AI and Machine LearningAzure Machine Learningfield-manual-ready
ML job
An ML job is a submitted unit of work in Azure Machine Learning. It can train a model, evaluate a candidate, run batch inference, execute a command script, or launch a pipeline. The job records the code, inputs, outputs, environment, compute target, status, logs, metrics, and artifacts needed to understand what happened. Treat it as the work order for ML execution: it tells Azure what to run, where to run it, what evidence to keep, and how operators can reproduce or troubleshoot the result.

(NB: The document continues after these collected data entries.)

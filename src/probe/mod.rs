pub mod command;
pub mod runner;

pub use command::{Platform, build};
pub use runner::{ProcessRunner, SystemRunner, resolve_program};
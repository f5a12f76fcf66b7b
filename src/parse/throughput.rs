//! Throughput summaries: `speedtest-cli --json`, Ookla `speedtest -f json`,
//! and the human-readable text forms of both tools.

use serde_json::Value;
use std::time::Duration;

use super::units;
use crate::state::{ServerIdentity, ThroughputMeasurement};

/// Fields collected so far; later values overwrite earlier ones
#[derive(Debug, Default)]
struct Summary {
    download_bps: Option<f64>,
    upload_bps: Option<f64>,
    latency: Option<Duration>,
    server: ServerIdentity,
}

impl Summary {
    fn finish(self) -> Option<ThroughputMeasurement> {
        Some(ThroughputMeasurement {
            download_bps: self.download_bps?,
            upload_bps: self.upload_bps,
            latency: self.latency,
            server: self.server,
        })
    }
}

/// Extract the summary; None without a download figure
pub fn extract(stdout: &str) -> Option<ThroughputMeasurement> {
    let mut summary = Summary::default();

    // Pretty-printed JSON spans lines, so try the whole document first
    if let Ok(value) = serde_json::from_str::<Value>(stdout.trim()) {
        apply_json(&mut summary, &value);
        return summary.finish();
    }

    for line in stdout.lines() {
        let line = line.trim();
        if line.starts_with('{') {
            if let Ok(value) = serde_json::from_str::<Value>(line) {
                apply_json(&mut summary, &value);
            }
        } else {
            apply_text(&mut summary, line);
        }
    }

    summary.finish()
}

fn apply_json(summary: &mut Summary, value: &Value) {
    // Ookla JSON lines carry progress records; only the result has figures
    if value.get("type").and_then(Value::as_str).is_some_and(|t| t != "result") {
        return;
    }

    if let Some(bps) = json_rate(value.get("download")) {
        summary.download_bps = Some(bps);
    }
    if let Some(bps) = json_rate(value.get("upload")) {
        summary.upload_bps = Some(bps);
    }

    let ping = value.get("ping");
    let latency_ms = ping
        .and_then(Value::as_f64)
        .or_else(|| ping.and_then(|p| p.get("latency")).and_then(Value::as_f64));
    if let Some(rtt) = latency_ms.filter(|ms| *ms > 0.0).and_then(units::millis) {
        summary.latency = Some(rtt);
    }

    if let Some(server) = value.get("server") {
        let text = |key: &str| match server.get(key) {
            Some(Value::String(s)) if !s.trim().is_empty() => {
                Some(crate::lookup::sanitize_display(s.trim()))
            }
            Some(Value::Number(n)) => Some(n.to_string()),
            _ => None,
        };
        summary.server = ServerIdentity {
            name: text("name").or_else(|| text("sponsor")),
            location: text("location").or_else(|| text("country")),
            id: text("id"),
        };
    }
}

/// `speedtest-cli` reports bits/s as a number; Ookla reports bytes/s in
/// `{"bandwidth": ...}`. Zero means the phase was skipped.
fn json_rate(value: Option<&Value>) -> Option<f64> {
    let value = value?;
    let bps = value
        .as_f64()
        .or_else(|| value.get("bandwidth").and_then(Value::as_f64).map(|b| b * 8.0))?;
    (bps.is_finite() && bps > 0.0).then_some(bps)
}

fn apply_text(summary: &mut Summary, line: &str) {
    let Some((key, rest)) = line.split_once(':') else {
        return;
    };
    let key = key.trim().to_lowercase();
    let rest = rest.trim();

    match key.as_str() {
        "download" => {
            if let Some(bps) = text_rate(rest) {
                summary.download_bps = Some(bps);
            }
        }
        "upload" => {
            if let Some(bps) = text_rate(rest) {
                summary.upload_bps = Some(bps);
            }
        }
        "ping" | "latency" | "idle latency" => {
            if let Some(rtt) = text_duration(rest) {
                summary.latency = Some(rtt);
            }
        }
        "server" => summary.server = ookla_server(rest),
        _ if key.starts_with("hosted by ") => {
            // Hosted by Vivo (São Paulo) [3.21 km]: 15.2 ms
            let host = line["hosted by ".len()..]
                .split_once(':')
                .map_or("", |(h, _)| h)
                .trim();
            let (name, location) = match host.split_once(" (") {
                Some((name, tail)) => (name, tail.split_once(')').map(|(loc, _)| loc)),
                None => (host, None),
            };
            summary.server.name = non_empty(name);
            summary.server.location = location.and_then(non_empty);
            if let Some(rtt) = text_duration(rest) {
                summary.latency = Some(rtt);
            }
        }
        _ => {}
    }
}

/// `93.12 Mbit/s` or `93.12 Mbps (data used: ...)`
fn text_rate(rest: &str) -> Option<f64> {
    let mut tokens = rest.split_whitespace();
    let value = units::number(tokens.next()?)?;
    let bps = units::rate_bps(value, tokens.next()?)?;
    (bps > 0.0).then_some(bps)
}

/// `15.2 ms` or `15.2ms (0.3 ms jitter)`
fn text_duration(rest: &str) -> Option<Duration> {
    let mut tokens = rest.split_whitespace();
    let value = tokens.next()?;
    let unit = tokens.next().filter(|u| units::is_time_unit(u));
    units::duration_token(value, unit).filter(|d| !d.is_zero())
}

/// `Vivo - Sao Paulo (id: 1234)` / `Vivo - Sao Paulo (id = 1234)`
fn ookla_server(rest: &str) -> ServerIdentity {
    let (label, id) = match rest.split_once("(id") {
        Some((label, tail)) => {
            let id: String = tail
                .trim_start_matches([':', '=', ' '])
                .chars()
                .take_while(char::is_ascii_digit)
                .collect();
            (label.trim(), non_empty(&id))
        }
        None => (rest.trim(), None),
    };
    let (name, location) = match label.split_once(" - ") {
        Some((name, location)) => (non_empty(name), non_empty(location)),
        None => (non_empty(label), None),
    };
    ServerIdentity { name, location, id }
}

fn non_empty(s: &str) -> Option<String> {
    let s = s.trim();
    (!s.is_empty()).then(|| crate::lookup::sanitize_display(s))
}

#[cfg(test)]
mod tests {
    use super::*;

    #[test]
    fn test_speedtest_cli_json() {
        let out = r#"{"download": 93123456.5, "upload": 12345678.0, "ping": 15.2,
            "server": {"name": "Sao Paulo", "country": "Brazil", "sponsor": "Vivo", "id": "1234"},
            "timestamp": "2024-03-01T10:00:00Z"}"#;
        let m = extract(out).unwrap();
        assert_eq!(m.download_bps, 93123456.5);
        assert_eq!(m.upload_bps, Some(12345678.0));
        assert_eq!(m.latency, Some(Duration::from_micros(15200)));
        assert_eq!(m.server.name.as_deref(), Some("Sao Paulo"));
        assert_eq!(m.server.location.as_deref(), Some("Brazil"));
        assert_eq!(m.server.id.as_deref(), Some("1234"));
    }

    #[test]
    fn test_ookla_json_bytes() {
        let out = r#"{"type":"result","ping":{"jitter":0.3,"latency":9.5},
            "download":{"bandwidth":12500000,"bytes":1},"upload":{"bandwidth":2500000,"bytes":1},
            "server":{"id":4321,"name":"Claro","location":"Rio de Janeiro"}}"#;
        let m = extract(out).unwrap();
        assert_eq!(m.download_bps, 100_000_000.0);
        assert_eq!(m.upload_bps, Some(20_000_000.0));
        assert_eq!(m.latency, Some(Duration::from_micros(9500)));
        assert_eq!(m.server.id.as_deref(), Some("4321"));
        assert_eq!(m.server.location.as_deref(), Some("Rio de Janeiro"));
    }

    #[test]
    fn test_ookla_json_lines_skip_progress() {
        let out = "\
{\"type\":\"testStart\",\"server\":{\"name\":\"X\"}}
{\"type\":\"download\",\"download\":{\"bandwidth\":1}}
{\"type\":\"result\",\"download\":{\"bandwidth\":1000000},\"ping\":{\"latency\":5.0}}
";
        let m = extract(out).unwrap();
        assert_eq!(m.download_bps, 8_000_000.0);
        assert!(m.upload_bps.is_none());
    }

    #[test]
    fn test_speedtest_cli_text() {
        let out = "\
Retrieving speedtest.net configuration...
Testing from Vivo (200.142.10.1)...
Hosted by Vivo (São Paulo) [3.21 km]: 15.2 ms
Testing download speed................
Download: 93.12 Mbit/s
Testing upload speed......
Upload: 12.50 Mbit/s
";
        let m = extract(out).unwrap();
        assert!((m.download_mbps() - 93.12).abs() < 1e-9);
        assert_eq!(m.upload_mbps(), Some(12.5));
        assert_eq!(m.latency, Some(Duration::from_micros(15200)));
        assert_eq!(m.server.name.as_deref(), Some("Vivo"));
        assert_eq!(m.server.location.as_deref(), Some("São Paulo"));
    }

    #[test]
    fn test_ookla_text() {
        let out = "\
     Server: Claro - Rio de Janeiro (id: 4321)
        ISP: Claro
Idle Latency:     9.50 ms   (jitter: 0.30ms, low: 9.10ms, high: 9.90ms)
   Download:   250.00 Mbps (data used: 300.0 MB)
     Upload:    50.00 Mbps (data used: 60.0 MB)
";
        let m = extract(out).unwrap();
        assert_eq!(m.download_bps, 250_000_000.0);
        assert_eq!(m.upload_bps, Some(50_000_000.0));
        assert_eq!(m.latency, Some(Duration::from_micros(9500)));
        assert_eq!(m.server.name.as_deref(), Some("Claro"));
        assert_eq!(m.server.location.as_deref(), Some("Rio de Janeiro"));
        assert_eq!(m.server.id.as_deref(), Some("4321"));
    }

    #[test]
    fn test_interrupted_before_upload() {
        let out = "Ping: 20.1 ms\nDownload: 50.00 Mbit/s\nTesting upload speed...\n";
        let m = extract(out).unwrap();
        assert!(m.upload_bps.is_none());
        assert_eq!(m.latency, Some(Duration::from_micros(20100)));
    }

    #[test]
    fn test_no_download_is_no_summary() {
        assert!(extract("Retrieving speedtest.net configuration...\n").is_none());
        assert!(extract("Ping: 20.1 ms\n").is_none());
        assert!(extract(r#"{"download": 0, "upload": 0, "ping": 0}"#).is_none());
        assert!(extract("").is_none());
    }
}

AML job, Azure ML job, command job, machine learning job
Difficulty
intermediate
CLI mappings
4
Last verified
2026-05-16T06:53:13Z
Microsoft Learn
Microsoft Learn describes Azure Machine Learning jobs as units of work that run training, evaluation, pipeline, or other machine learning tasks in a workspace. Jobs define inputs, outputs, code, command, environment, compute, logs, and lineage so teams can reproduce and monitor ML execution.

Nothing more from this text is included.